Friday 25 July 2014

Taking Control



I’ve let myself surrender over the last few weeks. I gave way to powerlessness and fear.

It’s ok to let go sometimes, to become the wild woman. The ‘undesirable’ and ‘unacceptable’ nature of a woman, all women, isn’t predictable and it isn’t pretty.
 
We sink. We sink deep, deep down into the Earth between the roots and the rocks, the warrens and the worms.
 
We cry, we scream, we glaze over. Pain and anguish gives way to worry and anxiety, and that in turn becomes a self-soothing numbness in the depths of our soul. It’s a quiet, unsteady silence that inside is deafening. It drowns out reality.

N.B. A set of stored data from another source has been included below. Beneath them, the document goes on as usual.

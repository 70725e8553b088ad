use valuation_format::round_div;
use valuation_model::{FieldAccess, TableId};

pub(crate) const CAPITAL: &str = "capital";
pub(crate) const ISSUED_SHARES: &str = "issued_shares";
/// Treasury shares are entered once, on the shareholder page, and reused here.
pub(crate) const TREASURY_SHARES: &str = "treasury_shares";

/// Issued shares at the end of the last fiscal year minus treasury shares.
pub fn net_shares<A: FieldAccess + ?Sized>(access: &A) -> i64 {
    let issued = access.number(TableId::Table4, ISSUED_SHARES);
    let treasury = access.number(TableId::Table1_1, TREASURY_SHARES);
    issued.saturating_sub(treasury)
}

/// Capital per share in yen: `round(capital * 1000 / netShares)` (capital is in thousand yen).
pub fn capital_per_share<A: FieldAccess + ?Sized>(access: &A) -> Option<i64> {
    let capital = access.number(TableId::Table4, CAPITAL);
    let shares = net_shares(access);
    if capital > 0 && shares > 0 {
        round_div(capital.saturating_mul(1000), shares)
    } else {
        None
    }
}

/// Number of shares if each share carried 50 yen of capital: `capital * 1000 / 50`.
pub fn shares_at_50_yen<A: FieldAccess + ?Sized>(access: &A) -> Option<i64> {
    let capital = access.number(TableId::Table4, CAPITAL);
    (capital > 0).then(|| capital.saturating_mul(20))
}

I sometimes feel my maternal ancestors must have been so strong, so much stronger than me.  They battled through wars, plagues, hunger and pain. They craved out an existence in a harsh landscape and survived. They gave birth to life without comforts, without medicine, in a time when birth often equated to death.
I don’t always feel worthy of their genetics, of their legacy.
But that primal survival instinct does exist within me, within us all. That legacy is there- we are strong.
We survive.
Maybe our hardships are not the same as that of our ancestors. But they fought so that we, their future daughters, could have peace. We will always have hardships, just of a different kind as the world develops.
The dark goddess comes out to play in the night, and with her we can stand with our heads held high - Dreadful and unforgiving, but tall and merciless.